What was advertised in a colonial American newspaper 250 years ago today?

Pennsylvania Packet (February 17, 1772).

“The only true and genuine sort … is sealed with my seal and coat of arms.”

Beware of counterfeiters!  So warned Thomas Anderton in his advertisement for “TURLINGTON’s BALSAM OF LIFE; OR THE TRUE AMERICAN BALSAM.”  Anderton proclaimed that this patent medicine was recognized among Europeans, Americans, and “West-Indians” for its “true merit, of universal experience, utility and reputation,” superior to “all the other known Balsams.”  Continuing with the superlatives, Anderton trumpeted that Turlington’s Balsam of Life was “the best adapted in all cases, in every climate, to relieve the various ailments and diseases of the human body … that pharmacy, since the creation of the world, has produced.”  Tending to the quality of the product he marketed, Anderton asserted that he “faithfully prepared” the balsam “from a true copy of the original receipt, taken out of the Chancery-office, in London, where it is recorded on oath, when the patent was granted.”

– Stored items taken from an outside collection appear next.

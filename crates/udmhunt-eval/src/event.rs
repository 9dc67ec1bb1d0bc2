//! Event wrapper with dot-notation field resolution.
//!
//! Provides a thin wrapper around `serde_json::Value` that resolves a
//! [`FieldPath`] against arbitrarily nested objects and arrays. Arrays fan out:
//! every object element that carries the next key contributes a value, so one
//! path can resolve to zero, one, or many values.

use serde_json::Value;
use udmhunt_parser::FieldPath;

/// A reference to a JSON event for field access during evaluation.
#[derive(Debug, Clone, Copy)]
pub struct Event<'a> {
    inner: &'a Value,
}

/// The outcome of resolving a field path against an event.
#[derive(Debug, Clone, PartialEq)]
pub enum Resolved<'a> {
    /// No key lookup along the path succeeded.
    Absent,
    /// Exactly one value was found (possibly `null`).
    Single(&'a Value),
    /// The path fanned out across arrays and found several values, in
    /// traversal order.
    Multiple(Vec<&'a Value>),
}

impl<'a> Event<'a> {
    /// Wrap a JSON value as an event.
    pub fn from_value(value: &'a Value) -> Self {
        Event { inner: value }
    }

    /// Resolve `path` against this event.
    ///
    /// Starting from the root, each segment looks the key up on every current
    /// candidate that is an object, and on every object element of every
    /// candidate that is an array. Anything else is dropped. Resolution stops
    /// with [`Resolved::Absent`] as soon as a segment leaves no candidates.
    pub fn resolve(&self, path: &FieldPath) -> Resolved<'a> {
        let mut current: Vec<&'a Value> = vec![self.inner];

        for segment in path.segments() {
            let mut next = Vec::new();
            for &candidate in &current {
                match candidate {
                    Value::Object(map) => {
                        if let Some(v) = map.get(segment.as_str()) {
                            next.push(v);
                        }
                    }
                    // One level of fan-out: nested arrays are not unwrapped
                    Value::Array(items) => {
                        next.extend(
                            items
                                .iter()
                                .filter_map(|item| item.as_object()?.get(segment.as_str())),
                        );
                    }
                    _ => {}
                }
            }
            if next.is_empty() {
                return Resolved::Absent;
            }
            current = next;
        }

        match current.len() {
            0 => Resolved::Absent,
            1 => Resolved::Single(current[0]),
            _ => Resolved::Multiple(current),
        }
    }

    /// Resolve a dot-notation path string. Malformed paths resolve to
    /// [`Resolved::Absent`].
    pub fn get_field(&self, path: &str) -> Resolved<'a> {
        match FieldPath::parse(path) {
            Ok(p) => self.resolve(&p),
            Err(_) => Resolved::Absent,
        }
    }

    /// Access the underlying JSON value.
    pub fn as_value(&self) -> &'a Value {
        self.inner
    }
}

impl<'a> Resolved<'a> {
    pub fn is_absent(&self) -> bool {
        matches!(self, Resolved::Absent)
    }

    /// The canonical string form every matcher compares against.
    ///
    /// `None` for absent and `null` values. Strings render without quotes,
    /// numbers and booleans as their JSON text, objects and arrays as compact
    /// JSON. Multiple values render as the compact JSON array of all of them,
    /// so equality against a fanned-out path only holds for that exact list.
    pub fn canonical(&self) -> Option<String> {
        match self {
            Resolved::Absent => None,
            Resolved::Single(v) => canonical_value(v),
            Resolved::Multiple(values) => {
                let list = Value::Array(values.iter().map(|v| (*v).clone()).collect());
                Some(list.to_string())
            }
        }
    }

    /// Every value found, in traversal order: none when absent, one when
    /// single, each fanned-out hit when multiple.
    pub fn values(&self) -> Vec<&'a Value> {
        match self {
            Resolved::Absent => Vec::new(),
            Resolved::Single(v) => vec![*v],
            Resolved::Multiple(values) => values.clone(),
        }
    }

    /// The value to emit in a projection: `null` when absent, the value itself
    /// when single, an array when multiple.
    pub fn to_value(&self) -> Value {
        match self {
            Resolved::Absent => Value::Null,
            Resolved::Single(v) => (*v).clone(),
            Resolved::Multiple(values) => {
                Value::Array(values.iter().map(|v| (*v).clone()).collect())
            }
        }
    }
}

/// Canonical string form of one JSON value. `None` for `null`.
pub(crate) fn canonical_value(v: &Value) -> Option<String> {
    match v {
        Value::Null => None,
        Value::String(s) => Some(s.clone()),
        Value::Bool(b) => Some(b.to_string()),
        Value::Number(n) => Some(n.to_string()),
        Value::Array(_) | Value::Object(_) => Some(v.to_string()),
    }
}

#[cfg(test)]
mod tests {
    use super::*;
    use serde_json::json;

    fn path(s: &str) -> FieldPath {
        FieldPath::parse(s).unwrap()
    }

    #[test]
    fn test_flat_field() {
        let v = json!({"hostname": "ws-01", "user": "admin"});
        let event = Event::from_value(&v);
        assert_eq!(event.resolve(&path("hostname")), Resolved::Single(&json!("ws-01")));
    }

    #[test]
    fn test_nested_field() {
        let v = json!({"principal": {"user": {"userid": "alice"}}});
        let event = Event::from_value(&v);
        assert_eq!(
            event.resolve(&path("principal.user.userid")),
            Resolved::Single(&json!("alice"))
        );
    }

    #[test]
    fn test_nested_object_scalar() {
        let v = json!({"a": {"b": 1}});
        let event = Event::from_value(&v);
        assert_eq!(event.resolve(&path("a.b")), Resolved::Single(&json!(1)));
    }

    #[test]
    fn test_array_fan_out() {
        let v = json!({"a": [{"b": 1}, {"b": 2}]});
        let event = Event::from_value(&v);
        let one = json!(1);
        let two = json!(2);
        assert_eq!(
            event.resolve(&path("a.b")),
            Resolved::Multiple(vec![&one, &two])
        );
    }

    #[test]
    fn test_array_fan_out_single_hit_unwraps() {
        let v = json!({"a": [{"x": 1}, {"b": 2}, "scalar"]});
        let event = Event::from_value(&v);
        assert_eq!(event.resolve(&path("a.b")), Resolved::Single(&json!(2)));
    }

    #[test]
    fn test_deep_fan_out_across_levels() {
        let v = json!({
            "events": [
                {"actors": [{"name": "alice"}, {"name": "bob"}]},
                {"actors": [{"name": "charlie"}]}
            ]
        });
        let event = Event::from_value(&v);
        let (a, b, c) = (json!("alice"), json!("bob"), json!("charlie"));
        assert_eq!(
            event.resolve(&path("events.actors.name")),
            Resolved::Multiple(vec![&a, &b, &c])
        );
    }

    #[test]
    fn test_nested_arrays_not_unwrapped() {
        let v = json!({"a": [[{"b": 1}], [{"b": 2}]]});
        let event = Event::from_value(&v);
        assert_eq!(event.resolve(&path("a.b")), Resolved::Absent);
    }

    #[test]
    fn test_path_ending_on_array_returns_array() {
        let v = json!({"a": {"tags": ["t1", "t2"]}});
        let event = Event::from_value(&v);
        assert_eq!(
            event.resolve(&path("a.tags")),
            Resolved::Single(&json!(["t1", "t2"]))
        );
    }

    #[test]
    fn test_missing_field() {
        let v = json!({"foo": "bar"});
        let event = Event::from_value(&v);
        assert_eq!(event.resolve(&path("missing")), Resolved::Absent);
        assert_eq!(event.resolve(&path("foo.bar")), Resolved::Absent);
    }

    #[test]
    fn test_short_circuit_on_missing_intermediate() {
        let v = json!({"a": {"c": {"d": 1}}});
        let event = Event::from_value(&v);
        assert_eq!(event.resolve(&path("a.b.d")), Resolved::Absent);
    }

    #[test]
    fn test_null_is_present() {
        let v = json!({"a": {"b": null}});
        let event = Event::from_value(&v);
        let resolved = event.resolve(&path("a.b"));
        assert_eq!(resolved, Resolved::Single(&Value::Null));
        assert!(!resolved.is_absent());
        assert_eq!(resolved.canonical(), None);
        assert_eq!(resolved.to_value(), Value::Null);
    }

    #[test]
    fn test_dotted_key_is_not_a_flat_key() {
        let v = json!({"a.b": "flat"});
        let event = Event::from_value(&v);
        assert_eq!(event.resolve(&path("a.b")), Resolved::Absent);
    }

    #[test]
    fn test_root_array_fans_out() {
        let v = json!([{"a": 1}, {"a": 2}]);
        let event = Event::from_value(&v);
        assert!(matches!(event.resolve(&path("a")), Resolved::Multiple(ref vs) if vs.len() == 2));
    }

    #[test]
    fn test_get_field_malformed_path_is_absent() {
        let v = json!({"a": 1});
        let event = Event::from_value(&v);
        assert_eq!(event.get_field(""), Resolved::Absent);
        assert_eq!(event.get_field("a"), Resolved::Single(&json!(1)));
    }

    #[test]
    fn test_canonical_forms() {
        let v = json!({
            "s": "text",
            "n": 42,
            "f": 1.5,
            "b": true,
            "o": {"k": "v"},
            "l": [{"x": "a"}, {"x": 2}]
        });
        let event = Event::from_value(&v);
        assert_eq!(event.get_field("s").canonical().as_deref(), Some("text"));
        assert_eq!(event.get_field("n").canonical().as_deref(), Some("42"));
        assert_eq!(event.get_field("f").canonical().as_deref(), Some("1.5"));
        assert_eq!(event.get_field("b").canonical().as_deref(), Some("true"));
        assert_eq!(event.get_field("o").canonical().as_deref(), Some(r#"{"k":"v"}"#));
        assert_eq!(event.get_field("l.x").canonical().as_deref(), Some(r#"["a",2]"#));
        assert_eq!(event.get_field("zzz").canonical(), None);
    }

    #[test]
    fn test_to_value_shapes() {
        let v = json!({"a": [{"b": 1}, {"b": 2}], "c": "x"});
        let event = Event::from_value(&v);
        assert_eq!(event.get_field("a.b").to_value(), json!([1, 2]));
        assert_eq!(event.get_field("c").to_value(), json!("x"));
        assert_eq!(event.get_field("nope").to_value(), Value::Null);
    }

    #[test]
    fn test_values_per_shape() {
        let v = json!({"a": [{"b": 1}, {"b": null}], "c": "x"});
        let event = Event::from_value(&v);
        let (one, null) = (json!(1), Value::Null);
        assert_eq!(event.get_field("a.b").values(), vec![&one, &null]);
        assert_eq!(event.get_field("c").values(), vec![&json!("x")]);
        assert!(event.get_field("nope").values().is_empty());
    }
}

Anderton claimed an exclusive right to produce and sell this extraordinary medicine in the colonies, yet that did not prevent others from distributing counterfeits.  He explained how consumers could distinguish the authentic balsam from imposters “which are to be met with every where.”  Those produced by Anderton were “sealed with my seal and coat of arms, and the direction bill given with each bottle is signed with my name in my own hand writing.”  Armed with that information, discerning customers could avoid being fooled by unscrupulous vendors who passed off inferior medicines as authentic Turlington’s Balsam of Life.  Some “very modest counterfeiters,” like Martha Wray and Mary Sopp, provided “direction bills” with the medicines they sold, but, according to Anderton, they “conscientiously avoid forging the proprietors names.”  Others, however, were more sophisticated in their efforts to hoodwink consumers.  They engaged in “forgery in a gross degree,” aided by “Printers and Engravers that have been employed to counterfeit the direction and seals.”  Anderton pledged to expose everyone involved, including “venders of such counterfeit rubbish,” at a later time, but for the moment warned consumers to be wary of products purported to be authentic Turlington’s Balsam of Life.  In exercising caution, consumers could safeguard their own purchases to their own benefit as well as prevent further injustices to the producer of the “TRUE AMERICAN BALSAM.”